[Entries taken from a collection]

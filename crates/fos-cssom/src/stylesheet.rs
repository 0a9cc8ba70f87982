//! CSS Style Sheet
//!
//! `replace_sync` is total: it never fails and never leaves rules from a
//! previous call behind. Malformed input yields whatever the parser could
//! recover, or an empty sheet.

use crate::{CssParser, CssRule, CssomError, ParseOptions};

/// Parsed style sheet
#[derive(Debug, Clone, Default, PartialEq, Eq)]
pub struct CssStyleSheet {
    rules: Vec<CssRule>,
    parser: CssParser,
}

impl CssStyleSheet {
    /// Create an empty style sheet
    pub fn new() -> Self {
        Self::default()
    }

    pub fn with_options(options: ParseOptions) -> Self {
        Self {
            rules: Vec::new(),
            parser: CssParser::with_options(options),
        }
    }

    /// Replace all rules by parsing `text`
    pub fn replace_sync(&mut self, text: &str) {
        self.rules = match self.parser.parse_rules(text) {
            Ok(rules) => rules,
            Err(e) => {
                tracing::warn!("Style sheet content absorbed as empty: {}", e);
                Vec::new()
            }
        };
        tracing::trace!("Style sheet replaced: {} rules", self.rules.len());
    }

    pub fn css_rules(&self) -> &[CssRule] {
        &self.rules
    }

    /// Number of rules
    pub fn len(&self) -> usize {
        self.rules.len()
    }

    pub fn is_empty(&self) -> bool {
        self.rules.is_empty()
    }

    /// Insert a single rule at `index`, returning the index
    pub fn insert_rule(&mut self, rule: &str, index: usize) -> Result<usize, CssomError> {
        if index > self.rules.len() {
            return Err(CssomError::IndexSize { index, length: self.rules.len() });
        }

        let mut parsed = self.parser.parse_rules(rule)?;
        if parsed.len() != 1 {
            return Err(CssomError::Syntax { found: parsed.len() });
        }

        self.rules.insert(index, parsed.remove(0));
        Ok(index)
    }

    /// Delete the rule at `index`
    pub fn delete_rule(&mut self, index: usize) -> Result<(), CssomError> {
        if index >= self.rules.len() {
            return Err(CssomError::IndexSize { index, length: self.rules.len() });
        }
        self.rules.remove(index);
        Ok(())
    }

    /// Serialized rules, one per line
    pub fn css_text(&self) -> String {
        self.rules
            .iter()
            .map(CssRule::css_text)
            .collect::<Vec<_>>()
            .join("\n")
    }
}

What you should do
Reproduce only the lines above spanning from the line containing "pub fn is_empty(&self)" through the line containing "if index > self.rules.len()", word for word.

Solution to this problem
    pub fn is_empty(&self) -> bool {
        self.rules.is_empty()
    }

    /// Insert a single rule at `index`, returning the index
    pub fn insert_rule(&mut self, rule: &str, index: usize) -> Result<usize, CssomError> {
        if index > self.rules.len() {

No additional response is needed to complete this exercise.